Le vulnerabilità dei sistemi scolastici dei Balcani occidentali erano già note a molti. Diversi report internazionali, tra i quali PISA 2018, avevano aumentato la consapevolezza in merito e incentivato i governi locali ad agire. Gli scarsi risultati sono collegati alla diminuzione della spesa pubblica, alle interferenze politiche e al poco interesse nell’investire sulle carriere degli insegnanti. Un evidente sintomo della paralisi del sistema scolastico è il numero crescente di studenti che partono per proseguire i propri studi all’estero, mentre i problemi principali si ripercuotono su chi decide di restare.
Il caso del Kosovo
Durante il dialogo Serbia-Kosovo facilitato dall’Unione europea, Bruxelles ha esortato Pristina e Belgrado a rafforzare la cooperazione nel campo dell’istruzione pre-universitaria nelle aree di entrambi i paesi dove vivono rilevanti minoranze. Al di là di qualche proposta avanzata dal Partito per la Libertà e la Giustizia a Belgrado, il concetto di istruzione come mezzo per la riconciliazione è stato però largamente snobbato. La pandemia ha mostrato come le raccomandazioni dell’UE volte al miglioramento della qualità dell’istruzione e al garantire l’inclusione dei gruppi a rischio non abbiano avuto alcun seguito.

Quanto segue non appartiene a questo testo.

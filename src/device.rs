//! # ADC device handle
//!
//! The conversion lifecycle (binding an upper-half callback, reset, setup,
//! shutdown, receive interrupts and ioctl commands) belongs to the driver
//! framework the ADC is registered with. The framework reaches the
//! chip-specific side through an [`AdcOps`] table. None of the ESP32 hooks
//! are implemented yet: each one reports [`Error::NotImplemented`] naming the
//! hook, instead of silently doing nothing.

use crate::{Error, channel::Channel};

/// A lower-half operation the driver framework can invoke.
#[derive(Debug, Clone, Copy, PartialEq, Eq, Hash)]
#[cfg_attr(feature = "defmt", derive(defmt::Format))]
pub enum Hook {
    /// Bind the upper-half callbacks.
    Bind,
    /// Reset the device.
    Reset,
    /// Configure the device and enable interrupts.
    Setup,
    /// Disable the device and interrupts.
    Shutdown,
    /// Enable or disable receive interrupts.
    RxInt,
    /// Device-specific command.
    Ioctl,
}

/// Receives converted samples from the lower half.
pub trait AdcCallback: Sync {
    /// Called once per converted sample.
    fn on_sample(&self, channel: Channel, value: i32);
}

/// Lower-half operations of an ADC device.
///
/// Every hook defaults to [`Error::NotImplemented`].
pub trait AdcOps: Sync {
    /// Binds the upper-half `callback`.
    fn bind(&self, callback: &'static dyn AdcCallback) -> Result<(), Error> {
        let _ = callback;
        Err(not_implemented(Hook::Bind))
    }

    /// Resets the device. Called early, before interrupts are attached.
    fn reset(&self) -> Result<(), Error> {
        Err(not_implemented(Hook::Reset))
    }

    /// Configures the device. Called when the device is first opened.
    fn setup(&self) -> Result<(), Error> {
        Err(not_implemented(Hook::Setup))
    }

    /// Disables the device. Called when the device is closed.
    fn shutdown(&self) -> Result<(), Error> {
        Err(not_implemented(Hook::Shutdown))
    }

    /// Enables or disables receive interrupts.
    fn rxint(&self, enable: bool) -> Result<(), Error> {
        let _ = enable;
        Err(not_implemented(Hook::RxInt))
    }

    /// Handles a device-specific command.
    fn ioctl(&self, cmd: i32, arg: usize) -> Result<i32, Error> {
        let _ = (cmd, arg);
        Err(not_implemented(Hook::Ioctl))
    }
}

fn not_implemented(hook: Hook) -> Error {
    warn!("ADC hook {:?} is not implemented", hook);
    Error::NotImplemented(hook)
}

/// Lower half of the ESP32 SAR ADC.
struct Esp32AdcOps;

impl AdcOps for Esp32AdcOps {}

static ESP32_ADC_OPS: Esp32AdcOps = Esp32AdcOps;

static ESP32_ADC: AdcDevice = AdcDevice::new(&ESP32_ADC_OPS);

/// An ADC device, as handed to the driver framework.
///
/// The device itself holds no mutable state; everything lives in the SENS
/// registers.
pub struct AdcDevice {
    ops: &'static dyn AdcOps,
}

impl AdcDevice {
    const fn new(ops: &'static dyn AdcOps) -> Self {
        Self { ops }
    }

    /// The lower-half operations of this device.
    pub fn ops(&self) -> &'static dyn AdcOps {
        self.ops
    }
}

impl core::fmt::Debug for AdcDevice {
    fn fmt(&self, f: &mut core::fmt::Formatter<'_>) -> core::fmt::Result {
        f.debug_struct("AdcDevice").finish_non_exhaustive()
    }
}

#[cfg(feature = "defmt")]
impl defmt::Format for AdcDevice {
    fn format(&self, fmt: defmt::Formatter<'_>) {
        defmt::write!(fmt, "AdcDevice")
    }
}

/// Returns the ESP32 ADC device.
///
/// Every call returns the same device.
pub fn initialize() -> &'static AdcDevice {
    debug!("ADC device initialized");
    &ESP32_ADC
}

#[cfg(test)]
mod tests {
    use super::*;

    struct Discard;

    impl AdcCallback for Discard {
        fn on_sample(&self, _channel: Channel, _value: i32) {}
    }

    static DISCARD: Discard = Discard;

    #[test]
    fn initialize_returns_the_same_device() {
        let first = initialize();
        let second = initialize();
        assert!(core::ptr::eq(first, second));
        assert!(core::ptr::addr_eq(first.ops(), second.ops()));
    }

    #[test]
    fn every_hook_reports_not_implemented() {
        let ops = initialize().ops();

        assert_eq!(Err(Error::NotImplemented(Hook::Bind)), ops.bind(&DISCARD));
        assert_eq!(Err(Error::NotImplemented(Hook::Reset)), ops.reset());
        assert_eq!(Err(Error::NotImplemented(Hook::Setup)), ops.setup());
        assert_eq!(Err(Error::NotImplemented(Hook::Shutdown)), ops.shutdown());
        assert_eq!(Err(Error::NotImplemented(Hook::RxInt)), ops.rxint(true));
        assert_eq!(Err(Error::NotImplemented(Hook::Ioctl)), ops.ioctl(0, 0));
    }

    #[test]
    fn hooks_can_be_overridden() {
        struct ResetOnly;

        impl AdcOps for ResetOnly {
            fn reset(&self) -> Result<(), Error> {
                Ok(())
            }
        }

        static RESET_ONLY: ResetOnly = ResetOnly;
        let device = AdcDevice::new(&RESET_ONLY);

        assert_eq!(Ok(()), device.ops().reset());
        assert_eq!(Err(Error::NotImplemented(Hook::Setup)), device.ops().setup());
    }
}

Invece di affrontare i problemi con un approccio olistico e tenendo conto del comune interesse per le generazioni future, le politiche in materia di istruzione hanno invece contribuito ad alimentare le tensioni politiche. Lo scorso settembre, il rinvio di tre settimane della riapertura delle scuole in Serbia (e di conseguenza nel nord del Kosovo per le scuole sostenute direttamente da Belgrado) hanno portato il ministro dell’Istruzione del Kosovo a criticare le istituzioni parallele serbe nel nord del paese.

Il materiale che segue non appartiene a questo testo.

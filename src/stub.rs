use heapless::Vec;

use crate::register::{Register, RegisterAccess};

const HISTORY_LEN: usize = 32;

/// In-memory SENS register file.
///
/// Every register starts out with the same fill value. Writes are recorded
/// (up to a fixed number) so callers can check which registers an operation
/// touched.
#[derive(Debug, Clone, PartialEq, Eq)]
pub struct Emulated {
    regs: [u32; Register::ALL.len()],
    writes: Vec<(Register, u32), HISTORY_LEN>,
}

impl Emulated {
    /// Creates a register file with every register cleared.
    pub const fn new() -> Self {
        Self::filled(0)
    }

    /// Creates a register file with every register set to `value`.
    pub const fn filled(value: u32) -> Self {
        Self {
            regs: [value; Register::ALL.len()],
            writes: Vec::new(),
        }
    }

    /// Writes performed since creation or the last [`Self::clear_history`],
    /// oldest first.
    ///
    /// Writes beyond the history capacity are not recorded.
    pub fn writes(&self) -> &[(Register, u32)] {
        &self.writes
    }

    /// Forgets recorded writes. Register contents are kept.
    pub fn clear_history(&mut self) {
        self.writes.clear();
    }

    fn index(register: Register) -> usize {
        match register {
            Register::SarReadCtrl => 0,
            Register::SarStartForce => 1,
            Register::SarAtten1 => 2,
            Register::SarAtten2 => 3,
            Register::SarReadCtrl2 => 4,
        }
    }
}

impl Default for Emulated {
    fn default() -> Self {
        Self::new()
    }
}

impl RegisterAccess for Emulated {
    fn read(&self, register: Register) -> u32 {
        self.regs[Self::index(register)]
    }

    fn write(&mut self, register: Register, value: u32) {
        self.regs[Self::index(register)] = value;
        // A full history only loses bookkeeping, not register state.
        let _ = self.writes.push((register, value));
    }
}

#[cfg(test)]
mod tests {
    use super::*;

    #[test]
    fn registers_are_independent() {
        let mut regs = Emulated::new();
        regs.write(Register::SarAtten2, 0xdead_beef);

        for register in Register::ALL {
            let expected = if register == Register::SarAtten2 {
                0xdead_beef
            } else {
                0
            };
            assert_eq!(expected, regs.read(register));
        }
    }

    #[test]
    fn history_records_writes_in_order() {
        let mut regs = Emulated::filled(u32::MAX);
        regs.modify(Register::SarStartForce, |bits| bits & !0b11);
        regs.write(Register::SarReadCtrl, 1);

        assert_eq!(
            &[(Register::SarStartForce, !0b11), (Register::SarReadCtrl, 1)],
            regs.writes()
        );

        regs.clear_history();
        assert!(regs.writes().is_empty());
        assert_eq!(1, regs.read(Register::SarReadCtrl));
    }

    #[test]
    fn history_overflow_keeps_register_state() {
        let mut regs = Emulated::new();
        for value in 0..(HISTORY_LEN as u32 + 8) {
            regs.write(Register::SarAtten1, value);
        }

        assert_eq!(HISTORY_LEN, regs.writes().len());
        assert_eq!(HISTORY_LEN as u32 + 7, regs.read(Register::SarAtten1));
    }
}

Tuttavia, i ritardi sono scaturiti più dall’impreparazione di Belgrado a valutare e gestire correttamente i rischi di contagio e avviare serie procedure di controllo che da vera e propria volontà di non rispettare le decisioni di Pristina. L’assenza di protocolli e chiare procedure comuni per l’apertura delle scuole per l’anno accademico 2020/2021 è comunque conseguenza della poca volontà politica di Serbia e Kosovo di far ripartire, durante la pandemia, il dialogo facilitato dall’Ue.
Il digitale
Durante l’estate le piattaforme online per l’insegnamento avrebbero potuto fornire un’opportunità per ripensare e far ripartire l’istruzione pre-universitaria, garantendo ad ognuno il diritto all’istruzione, ma la digitalizzazione è rimasta ben lontana dall’essere affrontata in modo adeguato. Di conseguenza, non si è ancora trovata un’alternativa alla scuola in presenza che sia sostenibile e adeguata.

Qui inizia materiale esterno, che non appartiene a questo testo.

use std::path::{Path, PathBuf};

use async_trait::async_trait;
use chrono::Utc;
use infer::Infer;
use tokio::fs;

use crate::errors::AppError;
use crate::utils::file_name::{file_extension, sanitize_file_name};

pub const MAX_IMAGE_BYTES: u64 = 5 * 1024 * 1024;
const ALLOWED_EXTENSIONS: [&str; 3] = ["jpg", "jpeg", "png"];
const ALLOWED_MIME_TYPES: [&str; 2] = ["image/jpeg", "image/png"];

/// Checks an uploaded image before any record is written: extension
/// allow-list, sniffed content type, and the 5MB size bound.
///
/// - `original_filename`: The filename from TempFile::file_name()
/// - `file_path`: The path from TempFile::file.path()
pub async fn validate_image_file(
    original_filename: Option<&str>,
    file_path: &Path,
) -> Result<(), AppError> {
    let Some(name) = original_filename else {
        return Err(AppError::InvalidInput("An image file is required".into()));
    };

    match file_extension(name) {
        Some(ext) if ALLOWED_EXTENSIONS.contains(&ext.as_str()) => {}
        _ => {
            return Err(AppError::InvalidInput(
                "Only JPEG, JPG, and PNG files are allowed".into(),
            ));
        }
    }

    let infer = Infer::new();
    match infer.get_from_path(file_path) {
        Ok(Some(kind)) if ALLOWED_MIME_TYPES.contains(&kind.mime_type()) => {}
        Ok(Some(kind)) => {
            return Err(AppError::InvalidInput(format!(
                "Unsupported image type: {}",
                kind.mime_type()
            )));
        }
        Ok(None) => {
            return Err(AppError::InvalidInput(
                "Could not determine the uploaded file type".into(),
            ));
        }
        Err(e) => {
            return Err(AppError::InternalError(format!(
                "File type detection failed: {}",
                e
            )));
        }
    }

    let metadata = fs::metadata(file_path).await?;
    if metadata.len() == 0 {
        return Err(AppError::InvalidInput("An image file is required".into()));
    }
    if metadata.len() > MAX_IMAGE_BYTES {
        return Err(AppError::InvalidInput(
            "Image exceeds the 5MB size limit".into(),
        ));
    }

    Ok(())
}

#[derive(Debug, Clone)]
pub struct StoredImage {
    pub file_name: String,
    pub public_path: String,
}

#[async_trait]
pub trait ImageStore: Send + Sync {
    /// Persists the uploaded bytes and returns the stored name plus the
    /// public path the record will reference.
    async fn save(&self, src: &Path, original_name: &str) -> Result<StoredImage, AppError>;
}

/// Filesystem store: files land under `root` and are served back under
/// `public_prefix` by the static file service.
#[derive(Clone)]
pub struct LocalImageStore {
    root: PathBuf,
    public_prefix: String,
}

impl LocalImageStore {
    pub fn new(root: impl Into<PathBuf>, public_prefix: impl Into<String>) -> Self {
        LocalImageStore {
            root: root.into(),
            public_prefix: public_prefix.into(),
        }
    }

    pub fn root(&self) -> &Path {
        &self.root
    }

    pub async fn ensure_root(&self) -> Result<(), AppError> {
        fs::create_dir_all(&self.root).await?;
        Ok(())
    }
}

#[async_trait]
impl ImageStore for LocalImageStore {
    async fn save(&self, src: &Path, original_name: &str) -> Result<StoredImage, AppError> {
        let stored_name = format!(
            "{}-{}",
            Utc::now().timestamp_millis(),
            sanitize_file_name(original_name)
        );
        let dest = self.root.join(&stored_name);

        fs::copy(src, &dest).await?;

        let public_path = format!(
            "{}/{}",
            self.public_prefix.trim_end_matches('/'),
            stored_name
        );

        Ok(StoredImage {
            file_name: stored_name,
            public_path,
        })
    }
}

Inoltre, come confermato dal rapporto annuale della Commissione europea, nel Kosovo un buon numero di centri educativi è al momento a rischio chiusura, mettendo a rischio principalmente i bambini della comunità rom e ashkali. Fino a non molto tempo fa, questi centri garantivano valide opportunità per l’integrazione e il reinserimento di giovani provenienti da comunità marginalizzate, contribuendo così ad una seppur lieve diminuzione del tasso di abbandono scolastico.
Nei casi in cui l’orario scolastico è stato riprogrammato e riorganizzato attraverso la didattica a distanza e l’utilizzo di piattaforme online, questa digitalizzazione ha esasperato le disuguaglianze. Le scuole pubbliche nelle aree rurali sono state quelle maggiormente colpite e non sono state messe nelle condizioni di gestire una nuova fase di disinteresse verso l’istruzione tra gli studenti e le loro famiglie: i primi generalmente scettici nei confronti della didattica a distanza, le seconde riluttanti nell’utilizzo di dispositivi tecnologici a causa dell’alto livello di povertà con il quale sono costrette a misurarsi.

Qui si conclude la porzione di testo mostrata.